--- PROMPT ---
Please take the entries below from the first line through the line containing "filter clauses, so" and repeat them exactly, leaving out everything after.

================

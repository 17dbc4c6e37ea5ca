//! Read path: values and ordering come from the form's result table, headers
//! and relations from the structured store, stitched together by submission id.

use std::collections::HashMap;

use formstitch_core::{
    EngineConfig, FieldValue, FormId, SubmissionId,
    form::Form,
    request::{Direction, ListRequest, ListResponse},
    submission::{MergedSubmission, ResultEntry, Submission, ValueBag},
};
use formstitch_storage::{
    Expr, QueryBuilder, RawRow, RawStore, StructuredStore, SubmissionCriteria,
    query::{qualified, quote_identifier},
};
use tracing::{debug, warn};

use crate::catalog::{FieldCatalog, resolve_fields};
use crate::clauses::{ClauseBuilder, ColumnSet, SubmissionClauses};
use crate::columns::int_column;
use crate::error::EngineError;
use crate::locator::TableLocator;

const SUBMISSION_ID: &str = "submission_id";

/// The count and page queries for one request. Both carry the same joins and
/// filter clauses, so `count` always equals the unpaged row count of `data`.
#[derive(Debug, Clone)]
pub struct ResultQueries {
    pub count: QueryBuilder,
    pub data: QueryBuilder,
}

/// Builds both queries up front; any validation error surfaces before a query runs.
pub fn build_result_queries(
    locator: &TableLocator,
    form: &Form,
    catalog: &FieldCatalog,
    request: &ListRequest,
    default_limit: Option<u32>,
) -> Result<ResultQueries, EngineError> {
    let clauses = SubmissionClauses::new(ColumnSet::for_results(catalog));

    let mut base = QueryBuilder::new();
    base.from(&locator.for_form(form), "r")
        .inner_join(locator.submissions(), "s", "r.submission_id = s.id")
        .left_join(locator.ip_addresses(), "i", "s.ip_id = i.id")
        .and_where(Expr::raw(format!("r.form_id = {}", form.id.get())));
    clauses.build_where(&mut base, &request.filters)?;

    let mut count = base.clone();
    count.select(["COUNT(DISTINCT r.submission_id) AS count"]);

    let mut data = base;
    let mut select = vec![format!("r.submission_id AS {SUBMISSION_ID}")];
    select.extend(
        catalog
            .aliases()
            .map(|alias| format!("{} AS {}", qualified("r", alias), quote_identifier(alias))),
    );
    data.select(select);
    clauses.build_order_by(&mut data, &request.order)?;
    // Total order, so pages never overlap on tied sort keys.
    data.order_by("r.submission_id", Direction::Asc);
    clauses.build_limiter(&mut data, request.limit.or(default_limit), request.offset);

    Ok(ResultQueries { count, data })
}

/// Splits a raw result row into its submission id and value bag. Columns the
/// catalog does not know are dropped.
pub fn build_value_bag(
    mut row: RawRow,
    catalog: &FieldCatalog,
) -> Result<(SubmissionId, ValueBag), EngineError> {
    let id = match row.take(SUBMISSION_ID) {
        Some(FieldValue::Integer(id)) => SubmissionId::new(id),
        other => {
            return Err(EngineError::SchemaMismatch(format!(
                "result row has no usable submission id: {other:?}"
            )));
        }
    };
    Ok((id, pair_with_catalog(row, catalog)))
}

fn pair_with_catalog(row: RawRow, catalog: &FieldCatalog) -> ValueBag {
    let mut bag = ValueBag::new();
    for (column, value) in row.into_columns() {
        if let Some(field) = catalog.get(&column) {
            bag.insert(column, ResultEntry::from_field(field, value));
        }
    }
    bag
}

/// Orders `headers` by each id's position in `order` and attaches its value bag.
/// Headers whose id is not in `order` are dropped.
pub fn stitch(
    order: &[SubmissionId],
    headers: Vec<Submission>,
    mut values: HashMap<SubmissionId, ValueBag>,
) -> Vec<MergedSubmission> {
    let rank: HashMap<SubmissionId, usize> =
        order.iter().enumerate().map(|(pos, id)| (*id, pos)).collect();

    let mut ranked: Vec<(usize, Submission)> = headers
        .into_iter()
        .filter_map(|s| rank.get(&s.id).map(|pos| (*pos, s)))
        .collect();
    ranked.sort_by_key(|(pos, _)| *pos);

    ranked
        .into_iter()
        .map(|(_, submission)| {
            let results = values.remove(&submission.id).unwrap_or_default();
            MergedSubmission { submission, results }
        })
        .collect()
}

/// Drops catalog fields that have no physical column in `table`.
fn restrict_to_table<S: RawStore + ?Sized>(
    store: &S,
    table: &str,
    catalog: &mut FieldCatalog,
) -> Result<(), EngineError> {
    let Some(columns) = store.table_columns(table)? else {
        warn!(table, "result table is missing");
        return Err(EngineError::SchemaMismatch(format!("no such table: {table}")));
    };
    catalog.retain(|field| {
        let present = columns.iter().any(|c| c == &field.alias);
        if !present {
            warn!(table, column = %field.alias, "field has no result column, skipping");
        }
        present
    });
    Ok(())
}

fn find_form<S: StructuredStore + ?Sized>(
    store: &S,
    form_id: FormId,
) -> Result<Form, EngineError> {
    store
        .find_form(form_id)?
        .ok_or_else(|| EngineError::NotFound(format!("form {form_id}")))
}

pub fn list_submissions<S: StructuredStore + RawStore + ?Sized>(
    store: &S,
    locator: &TableLocator,
    config: &EngineConfig,
    request: &ListRequest,
) -> Result<ListResponse, EngineError> {
    let form = find_form(store, request.form_id)?;
    let mut catalog = resolve_fields(store, locator, config, form.id)?;
    let table = locator.for_form(&form);
    restrict_to_table(store, &table, &mut catalog)?;

    let queries = build_result_queries(locator, &form, &catalog, request, config.default_limit)?;

    let count_sql = queries.count.to_sql();
    debug!(sql = %count_sql, params = queries.count.params().len(), "count query");
    let total = match store.query(&count_sql, queries.count.params())?.first() {
        Some(row) => int_column(row, "count")? as u64,
        None => 0,
    };

    let data_sql = queries.data.to_sql();
    debug!(sql = %data_sql, params = queries.data.params().len(), "data query");
    let rows = store.query(&data_sql, queries.data.params())?;

    let mut order = Vec::with_capacity(rows.len());
    let mut values = HashMap::with_capacity(rows.len());
    for row in rows {
        let (id, bag) = build_value_bag(row, &catalog)?;
        if values.insert(id, bag).is_none() {
            order.push(id);
        }
    }

    let results = if order.is_empty() {
        Vec::new()
    } else {
        let criteria = SubmissionCriteria::by_ids(order.clone()).with_relations();
        let headers = store.query_submissions(&criteria)?;
        if headers.len() < order.len() {
            warn!(
                expected = order.len(),
                found = headers.len(),
                "result rows without a submission header"
            );
        }
        stitch(&order, headers, values)
    };

    Ok(if request.with_total_count {
        ListResponse::Counted { count: total, results }
    } else {
        ListResponse::Rows(results)
    })
}

/// One submission with its values. A missing result row or table degrades to
/// an empty value bag.
pub fn get_submission<S: StructuredStore + RawStore + ?Sized>(
    store: &S,
    locator: &TableLocator,
    config: &EngineConfig,
    id: SubmissionId,
) -> Result<MergedSubmission, EngineError> {
    let submission = store
        .find_submission(id)?
        .ok_or_else(|| EngineError::NotFound(format!("submission {id}")))?;
    let form = find_form(store, submission.form_id)?;
    let catalog = resolve_fields(store, locator, config, form.id)?;
    let table = locator.for_form(&form);

    let mut q = QueryBuilder::new();
    q.from(&table, "r");
    let placeholder = q.bind(id.get());
    q.and_where(Expr::raw(format!("r.submission_id = {placeholder}")));

    let results = match store.fetch(&q) {
        Ok(rows) => match rows.into_iter().next() {
            Some(row) => pair_with_catalog(row, &catalog),
            None => {
                warn!(submission_id = %id, table = %table, "submission has no result row");
                ValueBag::new()
            }
        },
        Err(err) if err.is_schema_mismatch() => {
            warn!(submission_id = %id, table = %table, error = %err, "result table unreadable");
            ValueBag::new()
        }
        Err(err) => return Err(err.into()),
    };

    Ok(MergedSubmission { submission, results })
}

================

--- ANSWER SECTION ---
repository 17dbc4c6e37ea5ca
//! Read path: values and ordering come from the form's result table, headers
//! and relations from the structured store, stitched together by submission id.

use std::collections::HashMap;

use formstitch_core::{
    EngineConfig, FieldValue, FormId, SubmissionId,
    form::Form,
    request::{Direction, ListRequest, ListResponse},
    submission::{MergedSubmission, ResultEntry, Submission, ValueBag},
};
use formstitch_storage::{
    Expr, QueryBuilder, RawRow, RawStore, StructuredStore, SubmissionCriteria,
    query::{qualified, quote_identifier},
};
use tracing::{debug, warn};

use crate::catalog::{FieldCatalog, resolve_fields};
use crate::clauses::{ClauseBuilder, ColumnSet, SubmissionClauses};
use crate::columns::int_column;
use crate::error::EngineError;
use crate::locator::TableLocator;

const SUBMISSION_ID: &str = "submission_id";

/// The count and page queries for one request. Both carry the same joins and
/// filter clauses, so `count` always equals the unpaged row count of `data`.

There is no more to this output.